La minorité II (Nordmann) se contente de définir un principe général de calcul et finalement ce à quoi sert une aide à la formation. Les cantons définissent dans leur législation ce [PAGE 1242] qui peut être exigé comme effort financier du côté de l'étudiant et de ses soutiens, et l'aide financière publique sert à boucler le budget.
La minorité I (Meyer Thérèse) reprend le principe général mais va plus loin en imposant aux cantons pour les bourses d'études un montant maximal harmonisé de 16 000 francs, les prêts intervenant à titre complémentaire. C'est ce que Madame Meyer a joliment nommé en commission "une petite harmonisation de plancher" pour toute la Suisse en matière de bourses d'études.
La majorité estime que, même si au premier abord la proposition de la minorité II semble logique, elle aura des conséquences financières au niveau de l'application par les cantons, et pour certains, même, l'atteinte au fédéralisme et l'intrusion qu'elle implique dans la sphère de compétence des cantons est inacceptable dans cette loi.

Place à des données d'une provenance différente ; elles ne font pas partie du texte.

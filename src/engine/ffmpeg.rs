//! Headless player built on the `ffmpeg` binary.
//!
//! The stream is decoded to the null muxer while `-progress pipe:1` reports
//! frame counts and the output clock; the first decoded frame is the
//! play-start notification. When frame capture is requested a second output
//! keeps one PNG per second in a private staging directory.

use std::path::{Path, PathBuf};
use std::process::Stdio;
use std::time::Duration;

use async_trait::async_trait;
use tempfile::TempDir;
use tokio::io::{AsyncBufReadExt, BufReader};
use tokio::process::{Child, ChildStderr, ChildStdout, Command};
use tokio::sync::{mpsc, oneshot};
use tokio::task::JoinHandle;
use tracing::debug;

use super::{EngineError, OpenRequest, PlaybackEngine, PlaybackSession, PlayerEvent};
use crate::constants::{PROGRESS_PERIOD_SECS, SNAPSHOT_POLL, SNAPSHOT_WAIT};

/// Field of an ffmpeg `-progress` block the probe cares about
#[derive(Debug, Clone, Copy, PartialEq, Eq)]
pub enum ProgressField {
    Frame(u64),
    OutTime(Duration),
}

/// Parses one `key=value` line of ffmpeg progress output.
pub fn parse_progress_line(line: &str) -> Option<ProgressField> {
    let (key, value) = line.trim().split_once('=')?;
    match key {
        "frame" => value.trim().parse().ok().map(ProgressField::Frame),
        "out_time_us" => value
            .trim()
            .parse::<i64>()
            .ok()
            .filter(|us| *us >= 0)
            .map(|us| ProgressField::OutTime(Duration::from_micros(us as u64))),
        _ => None,
    }
}

pub struct FfmpegEngine {
    ffmpeg_path: String,
    show_video: bool,
}

impl FfmpegEngine {
    pub fn new(ffmpeg_path: impl Into<String>, show_video: bool) -> Self {
        Self {
            ffmpeg_path: ffmpeg_path.into(),
            show_video,
        }
    }

    /// Fails with [`EngineError::Unavailable`] when the binary cannot run.
    pub async fn verify(&self) -> Result<(), EngineError> {
        let status = Command::new(&self.ffmpeg_path)
            .arg("-version")
            .stdin(Stdio::null())
            .stdout(Stdio::null())
            .stderr(Stdio::null())
            .status()
            .await
            .map_err(|e| EngineError::Unavailable(format!("{}: {e}", self.ffmpeg_path)))?;
        if !status.success() {
            return Err(EngineError::Unavailable(format!(
                "{} -version exited with {status}",
                self.ffmpeg_path
            )));
        }
        Ok(())
    }

    fn build_command(&self, request: &OpenRequest<'_>, frame_path: Option<&Path>) -> Command {
        let mut cmd = Command::new(&self.ffmpeg_path);
        cmd.args(["-hide_banner", "-nostdin", "-nostats", "-loglevel", "error"]);
        cmd.args(["-progress", "pipe:1", "-stats_period", PROGRESS_PERIOD_SECS]);
        cmd.args(["-user_agent", request.user_agent]);
        cmd.args(["-i", request.url]);
        cmd.args(["-f", "null", "-"]);

        if let Some(frame_path) = frame_path {
            cmd.args(["-map", "0:v:0?", "-vf", "fps=1", "-update", "1", "-atomic_writing", "1", "-y"]);
            cmd.arg(frame_path);
        }
        if self.show_video {
            cmd.args(["-map", "0:v:0?", "-an", "-pix_fmt", "yuv420p", "-f", "sdl"]);
            cmd.arg(request.title);
        }

        cmd.stdin(Stdio::null())
            .stdout(Stdio::piped())
            .stderr(Stdio::piped())
            .kill_on_drop(true);
        cmd
    }
}

#[async_trait]
impl PlaybackEngine for FfmpegEngine {
    async fn open(&self, request: OpenRequest<'_>) -> Result<Box<dyn PlaybackSession>, EngineError> {
        let staging = if request.capture_frames {
            Some(TempDir::new().map_err(|e| EngineError::Open(format!("staging directory: {e}")))?)
        } else {
            None
        };
        let frame_path = staging.as_ref().map(|dir| dir.path().join("frame.png"));

        let mut child = self
            .build_command(&request, frame_path.as_deref())
            .spawn()
            .map_err(|e| match e.kind() {
                std::io::ErrorKind::NotFound | std::io::ErrorKind::PermissionDenied => {
                    EngineError::Unavailable(format!("{}: {e}", self.ffmpeg_path))
                }
                _ => EngineError::Open(e.to_string()),
            })?;
        debug!("Started player for {}", request.url);

        let (stdout, stderr) = match (child.stdout.take(), child.stderr.take()) {
            (Some(stdout), Some(stderr)) => (stdout, stderr),
            _ => return Err(EngineError::Open("player pipes unavailable".into())),
        };

        let (tx, events) = mpsc::unbounded_channel();
        let (stop_tx, stop_rx) = oneshot::channel();
        let progress = tokio::spawn(read_progress(stdout, tx.clone()));
        let stderr_task = tokio::spawn(read_stderr(stderr, tx.clone()));
        let supervisor = tokio::spawn(supervise(child, stderr_task, tx, stop_rx));

        Ok(Box::new(FfmpegSession {
            events,
            stop: Some(stop_tx),
            supervisor,
            progress,
            frame_path,
            _staging: staging,
        }))
    }
}

async fn read_progress(stdout: ChildStdout, tx: mpsc::UnboundedSender<PlayerEvent>) {
    let mut lines = BufReader::new(stdout).lines();
    let mut playing = false;
    while let Ok(Some(line)) = lines.next_line().await {
        let event = match parse_progress_line(&line) {
            Some(ProgressField::Frame(frames)) if frames > 0 && !playing => {
                playing = true;
                PlayerEvent::Playing
            }
            Some(ProgressField::OutTime(position)) if playing => PlayerEvent::Position(position),
            _ => continue,
        };
        if tx.send(event).is_err() {
            break;
        }
    }
}

/// Forwards player diagnostics and returns the last one for the exit report.
async fn read_stderr(stderr: ChildStderr, tx: mpsc::UnboundedSender<PlayerEvent>) -> Option<String> {
    let mut lines = BufReader::new(stderr).lines();
    let mut last = None;
    while let Ok(Some(line)) = lines.next_line().await {
        let line = line.trim().to_string();
        if line.is_empty() {
            continue;
        }
        let _ = tx.send(PlayerEvent::TransientError(line.clone()));
        last = Some(line);
    }
    last
}

async fn supervise(
    mut child: Child,
    stderr_task: JoinHandle<Option<String>>,
    tx: mpsc::UnboundedSender<PlayerEvent>,
    mut stop: oneshot::Receiver<()>,
) {
    let status = tokio::select! {
        status = child.wait() => status,
        _ = &mut stop => {
            let _ = child.kill().await;
            return;
        }
    };
    let last_error = stderr_task.await.ok().flatten();
    let event = match status {
        Ok(status) if status.success() => PlayerEvent::Ended,
        Ok(status) => PlayerEvent::FatalError(
            last_error.unwrap_or_else(|| format!("player exited with {status}")),
        ),
        Err(e) => PlayerEvent::FatalError(e.to_string()),
    };
    let _ = tx.send(event);
}

struct FfmpegSession {
    events: mpsc::UnboundedReceiver<PlayerEvent>,
    stop: Option<oneshot::Sender<()>>,
    supervisor: JoinHandle<()>,
    progress: JoinHandle<()>,
    frame_path: Option<PathBuf>,
    // Removed with the session
    _staging: Option<TempDir>,
}

#[async_trait]
impl PlaybackSession for FfmpegSession {
    async fn next_event(&mut self) -> Option<PlayerEvent> {
        self.events.recv().await
    }

    async fn snapshot(&mut self, path: &Path) -> Result<(), EngineError> {
        let frame = self
            .frame_path
            .as_ref()
            .ok_or_else(|| EngineError::Snapshot("frame capture was not enabled".into()))?;

        let deadline = tokio::time::Instant::now() + SNAPSHOT_WAIT;
        while !tokio::fs::try_exists(frame).await.unwrap_or(false) {
            if tokio::time::Instant::now() >= deadline {
                return Err(EngineError::Snapshot("no decoded frame available".into()));
            }
            tokio::time::sleep(SNAPSHOT_POLL).await;
        }
        tokio::fs::copy(frame, path)
            .await
            .map_err(|e| EngineError::Snapshot(format!("{}: {e}", path.display())))?;
        Ok(())
    }

    async fn close(mut self: Box<Self>) {
        if let Some(stop) = self.stop.take() {
            let _ = stop.send(());
        }
        let _ = (&mut self.supervisor).await;
        self.progress.abort();
    }
}

#[cfg(test)]
mod tests {
    use super::*;

    #[test]
    fn progress_lines() {
        assert_eq!(parse_progress_line("frame=0"), Some(ProgressField::Frame(0)));
        assert_eq!(parse_progress_line("frame=25\n"), Some(ProgressField::Frame(25)));
        assert_eq!(
            parse_progress_line("out_time_us=1500000"),
            Some(ProgressField::OutTime(Duration::from_millis(1500)))
        );
        assert_eq!(parse_progress_line("out_time_us=N/A"), None);
        assert_eq!(parse_progress_line("out_time_us=-9223372036854775807"), None);
        assert_eq!(parse_progress_line("progress=continue"), None);
        assert_eq!(parse_progress_line("garbage"), None);
    }

    #[test]
    fn command_carries_user_agent_and_capture_output() {
        let engine = FfmpegEngine::new("ffmpeg", false);
        let request = OpenRequest {
            url: "http://server/a",
            user_agent: "TestAgent/1.0",
            title: "A",
            capture_frames: true,
        };
        let cmd = engine.build_command(&request, Some(Path::new("/tmp/frame.png")));
        let args: Vec<String> = cmd
            .as_std()
            .get_args()
            .map(|a| a.to_string_lossy().into_owned())
            .collect();
        let ua = args.iter().position(|a| a == "-user_agent").unwrap();
        assert_eq!(args[ua + 1], "TestAgent/1.0");
        let input = args.iter().position(|a| a == "-i").unwrap();
        assert!(ua < input);
        let period = args.iter().position(|a| a == "-stats_period").unwrap();
        assert_eq!(args[period + 1], "0.05");
        assert!(period < input);
        assert_eq!(args.last().unwrap(), "/tmp/frame.png");
        assert!(!args.iter().any(|a| a == "sdl"));
    }

    #[tokio::test]
    async fn missing_binary_is_unavailable() {
        let engine = FfmpegEngine::new("/nonexistent/ffmpeg-binary", false);
        assert!(matches!(engine.verify().await, Err(EngineError::Unavailable(_))));
        let request = OpenRequest {
            url: "http://server/a",
            user_agent: "x",
            title: "A",
            capture_frames: false,
        };
        assert!(matches!(engine.open(request).await, Err(EngineError::Unavailable(_))));
    }
}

Quant à la proposition de la minorité I, elle va encore plus loin avec son concept d'harmonisation minimale fixant le montant chiffré maximal dans la loi elle-même.

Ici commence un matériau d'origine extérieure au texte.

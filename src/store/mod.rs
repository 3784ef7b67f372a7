//! Results persistence
//!
//! The table grows one run at a time. Rows are channels in first-seen order;
//! each run contributes the column group `L`, `L_thumb`, `L_info`,
//! `L_info_retry`, `L_debug`. Time cells hold whole milliseconds, the
//! timeout/error markers, or nothing when the channel was not part of the run.

use std::collections::{HashMap, HashSet};
use std::io::{Read, Write};
use std::path::{Path, PathBuf};

use thiserror::Error;
use tracing::{debug, info, warn};

use crate::constants::*;
use crate::types::{TuneOutcome, TuneResult};

const CHANNEL_HEADER: &str = "channel";
const COLUMNS_PER_RUN: usize = 5;

#[derive(Debug, Error)]
pub enum StoreError {
    #[error("Results file {path} is corrupt: {reason}. Delete it or rerun with --reset to start a new results file.")]
    Corrupt { path: PathBuf, reason: String },

    #[error("Run '{0}' already exists in the results table")]
    DuplicateRun(String),

    #[error("Run label must not be empty")]
    EmptyLabel,

    #[error("Results file I/O error on {path}: {source}")]
    Io {
        path: PathBuf,
        #[source]
        source: std::io::Error,
    },

    #[error("Failed to write results file {path}: {source}")]
    Csv {
        path: PathBuf,
        #[source]
        source: csv::Error,
    },
}

#[derive(Debug, Clone, Copy, PartialEq, Eq)]
pub enum CellOutcome {
    Tuned { elapsed_ms: u64 },
    TimedOut,
    Errored,
}

impl CellOutcome {
    pub fn elapsed_ms(&self) -> Option<u64> {
        match self {
            CellOutcome::Tuned { elapsed_ms } => Some(*elapsed_ms),
            _ => None,
        }
    }

    fn encode(&self) -> String {
        match self {
            CellOutcome::Tuned { elapsed_ms } => elapsed_ms.to_string(),
            CellOutcome::TimedOut => TIMEOUT_MARKER.to_string(),
            CellOutcome::Errored => ERROR_MARKER.to_string(),
        }
    }

    fn decode(value: &str) -> Option<Self> {
        match value {
            TIMEOUT_MARKER => Some(CellOutcome::TimedOut),
            ERROR_MARKER => Some(CellOutcome::Errored),
            ms => ms.parse().ok().map(|elapsed_ms| CellOutcome::Tuned { elapsed_ms }),
        }
    }
}

impl From<&TuneOutcome> for CellOutcome {
    fn from(outcome: &TuneOutcome) -> Self {
        match outcome {
            TuneOutcome::Tuned(elapsed) => CellOutcome::Tuned {
                elapsed_ms: elapsed.as_millis() as u64,
            },
            TuneOutcome::TimedOut => CellOutcome::TimedOut,
            TuneOutcome::StreamError(_) => CellOutcome::Errored,
        }
    }
}

/// One channel's values in one run
#[derive(Debug, Clone, PartialEq, Eq)]
pub struct Cell {
    pub outcome: CellOutcome,
    pub thumbnail: Option<PathBuf>,
    pub info: Option<String>,
    pub info_retry: bool,
    pub debug: Option<String>,
}

impl Cell {
    pub fn new(outcome: CellOutcome) -> Self {
        Self {
            outcome,
            thumbnail: None,
            info: None,
            info_retry: false,
            debug: None,
        }
    }
}

impl From<&TuneResult> for Cell {
    fn from(result: &TuneResult) -> Self {
        let debug = (!result.notes.is_empty()).then(|| result.notes.join("\n"));
        Self {
            outcome: CellOutcome::from(&result.outcome),
            thumbnail: result.thumbnail.clone(),
            info: result.codec_info.as_ref().map(|i| i.to_string()),
            info_retry: result.codec_info.as_ref().is_some_and(|i| i.retried()),
            debug,
        }
    }
}

#[derive(Debug, Clone, PartialEq, Eq)]
pub struct RunColumn {
    pub label: String,
    cells: HashMap<String, Cell>,
}

impl RunColumn {
    pub fn cell(&self, channel: &str) -> Option<&Cell> {
        self.cells.get(channel)
    }

    pub fn cells(&self) -> impl Iterator<Item = (&String, &Cell)> {
        self.cells.iter()
    }
}

#[derive(Debug, Clone, Default, PartialEq, Eq)]
pub struct ResultsTable {
    channels: Vec<String>,
    runs: Vec<RunColumn>,
}

impl ResultsTable {
    pub fn new() -> Self {
        Self::default()
    }

    pub fn channels(&self) -> &[String] {
        &self.channels
    }

    pub fn runs(&self) -> &[RunColumn] {
        &self.runs
    }

    pub fn is_empty(&self) -> bool {
        self.runs.is_empty()
    }

    pub fn run(&self, label: &str) -> Option<&RunColumn> {
        self.runs.iter().find(|r| r.label == label)
    }

    pub fn cell(&self, channel: &str, label: &str) -> Option<&Cell> {
        self.run(label)?.cell(channel)
    }

    /// `base`, or `base #2`, `base #3`, … when taken
    pub fn unique_label(&self, base: &str) -> String {
        if self.run(base).is_none() {
            return base.to_string();
        }
        (2..)
            .map(|n| format!("{base} #{n}"))
            .find(|candidate| self.run(candidate).is_none())
            .unwrap_or_else(|| base.to_string())
    }

    /// Adds one run column. Existing columns are untouched; new channels go to the end.
    pub fn append_run(&mut self, label: &str, results: &[TuneResult]) -> Result<(), StoreError> {
        if label.trim().is_empty() {
            return Err(StoreError::EmptyLabel);
        }
        if self.run(label).is_some() {
            return Err(StoreError::DuplicateRun(label.to_string()));
        }

        let mut cells = HashMap::new();
        for result in results {
            // Rows are keyed by name; the reader rejects nameless rows
            if result.channel_name.trim().is_empty() {
                warn!("Skipping a channel without a name in run '{}'", label.replace('\n', " "));
                continue;
            }
            if cells.contains_key(&result.channel_name) {
                debug!("Ignoring repeated channel '{}' in run '{label}'", result.channel_name);
                continue;
            }
            if !self.channels.contains(&result.channel_name) {
                self.channels.push(result.channel_name.clone());
            }
            cells.insert(result.channel_name.clone(), Cell::from(result));
        }
        self.runs.push(RunColumn {
            label: label.to_string(),
            cells,
        });
        Ok(())
    }

    pub fn write_csv<W: Write>(&self, writer: W) -> csv::Result<()> {
        let mut csv = csv::Writer::from_writer(writer);

        let mut header = vec![CHANNEL_HEADER.to_string()];
        for run in &self.runs {
            header.extend(column_group(&run.label));
        }
        csv.write_record(&header)?;

        for channel in &self.channels {
            let mut record = vec![channel.clone()];
            for run in &self.runs {
                match run.cell(channel) {
                    Some(cell) => record.extend([
                        cell.outcome.encode(),
                        cell.thumbnail.as_ref().map(|p| p.display().to_string()).unwrap_or_default(),
                        cell.info.clone().unwrap_or_default(),
                        if cell.info_retry { "true".into() } else { String::new() },
                        cell.debug.clone().unwrap_or_default(),
                    ]),
                    None => record.extend(std::iter::repeat_n(String::new(), COLUMNS_PER_RUN)),
                }
            }
            csv.write_record(&record)?;
        }
        csv.flush()?;
        Ok(())
    }

    /// Parses a results file; the error string explains what is malformed.
    pub fn read_csv<R: Read>(reader: R) -> Result<Self, String> {
        let mut csv = csv::ReaderBuilder::new().has_headers(true).from_reader(reader);
        let header = csv.headers().map_err(|e| e.to_string())?.clone();

        if header.get(0) != Some(CHANNEL_HEADER) {
            return Err(format!("first column must be '{CHANNEL_HEADER}'"));
        }
        if (header.len() - 1) % COLUMNS_PER_RUN != 0 {
            return Err(format!("expected {COLUMNS_PER_RUN} columns per run, found {} data columns", header.len() - 1));
        }

        let mut runs = Vec::new();
        for group in 0..(header.len() - 1) / COLUMNS_PER_RUN {
            let first = 1 + group * COLUMNS_PER_RUN;
            let label = header.get(first).unwrap_or_default().to_string();
            if label.is_empty() {
                return Err(format!("column {first} has an empty run label"));
            }
            for (offset, expected) in column_group(&label).iter().enumerate() {
                if header.get(first + offset) != Some(expected.as_str()) {
                    return Err(format!("expected column '{expected}' for run '{label}'"));
                }
            }
            if runs.iter().any(|r: &RunColumn| r.label == label) {
                return Err(format!("run '{label}' appears twice"));
            }
            runs.push(RunColumn {
                label,
                cells: HashMap::new(),
            });
        }

        let mut channels = Vec::new();
        let mut seen = HashSet::new();
        for (line, record) in csv.records().enumerate() {
            let record = record.map_err(|e| e.to_string())?;
            let channel = record.get(0).unwrap_or_default().to_string();
            if channel.is_empty() {
                return Err(format!("row {} has no channel name", line + 1));
            }
            if !seen.insert(channel.clone()) {
                return Err(format!("channel '{channel}' appears twice"));
            }

            for (group, run) in runs.iter_mut().enumerate() {
                let field = |offset: usize| record.get(1 + group * COLUMNS_PER_RUN + offset).unwrap_or_default();
                let time = field(0);
                if time.is_empty() {
                    continue;
                }
                let outcome = CellOutcome::decode(time).ok_or_else(|| {
                    format!("invalid time '{time}' for channel '{channel}' in run '{}'", run.label)
                })?;
                let non_empty = |s: &str| (!s.is_empty()).then(|| s.to_string());
                run.cells.insert(
                    channel.clone(),
                    Cell {
                        outcome,
                        thumbnail: non_empty(field(1)).map(PathBuf::from),
                        info: non_empty(field(2)),
                        info_retry: field(3) == "true",
                        debug: non_empty(field(4)),
                    },
                );
            }
            channels.push(channel);
        }

        Ok(Self { channels, runs })
    }
}

fn column_group(label: &str) -> [String; COLUMNS_PER_RUN] {
    [
        label.to_string(),
        format!("{label}{THUMB_SUFFIX}"),
        format!("{label}{INFO_SUFFIX}"),
        format!("{label}{INFO_RETRY_SUFFIX}"),
        format!("{label}{DEBUG_SUFFIX}"),
    ]
}

/// The results file on disk
#[derive(Debug, Clone)]
pub struct ResultsStore {
    path: PathBuf,
}

impl ResultsStore {
    pub fn new(path: impl Into<PathBuf>) -> Self {
        Self { path: path.into() }
    }

    pub fn path(&self) -> &Path {
        &self.path
    }

    pub fn exists(&self) -> bool {
        self.path.exists()
    }

    /// The persisted table, or an empty one when there is no file yet
    pub fn load_existing(&self) -> Result<ResultsTable, StoreError> {
        let file = match std::fs::File::open(&self.path) {
            Ok(file) => file,
            Err(e) if e.kind() == std::io::ErrorKind::NotFound => return Ok(ResultsTable::new()),
            Err(e) => return Err(self.io_error(e)),
        };
        ResultsTable::read_csv(file).map_err(|reason| StoreError::Corrupt {
            path: self.path.clone(),
            reason,
        })
    }

    /// Loads, appends one run and persists. Returns the updated table.
    pub fn append_run(&self, results: &[TuneResult], run_label: &str) -> Result<ResultsTable, StoreError> {
        let mut table = self.load_existing()?;
        table.append_run(run_label, results)?;
        self.save(&table)?;
        info!(
            "Results for '{}' saved to: {}",
            run_label.replace('\n', " "),
            self.path.display()
        );
        Ok(table)
    }

    /// Writes the table through a temporary file so a crash never leaves half a file.
    pub fn save(&self, table: &ResultsTable) -> Result<(), StoreError> {
        if let Some(parent) = self.path.parent().filter(|p| !p.as_os_str().is_empty()) {
            std::fs::create_dir_all(parent).map_err(|e| self.io_error(e))?;
        }
        let tmp = self.path.with_extension("csv.tmp");
        let file = std::fs::File::create(&tmp).map_err(|e| self.io_error(e))?;
        table.write_csv(file).map_err(|source| StoreError::Csv {
            path: tmp.clone(),
            source,
        })?;
        std::fs::rename(&tmp, &self.path).map_err(|e| self.io_error(e))
    }

    /// Deletes the persisted table. Returns whether a file was removed.
    pub fn reset(&self) -> Result<bool, StoreError> {
        match std::fs::remove_file(&self.path) {
            Ok(()) => {
                info!("Deleted previous results file: {}", self.path.display());
                Ok(true)
            }
            Err(e) if e.kind() == std::io::ErrorKind::NotFound => Ok(false),
            Err(e) => Err(self.io_error(e)),
        }
    }

    fn io_error(&self, source: std::io::Error) -> StoreError {
        StoreError::Io {
            path: self.path.clone(),
            source,
        }
    }
}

Au vote, la proposition défendue par la minorité II (Nordmann) a été rejetée avec la voix prépondérante du président, obtenant 13 voix contre 13 , alors que la proposition soutenue par la minorité I (Meyer Thérèse) a été repoussée par 15 voix contre 11.
La majorité de la commission vous recommande donc de rejeter ces deux propositions.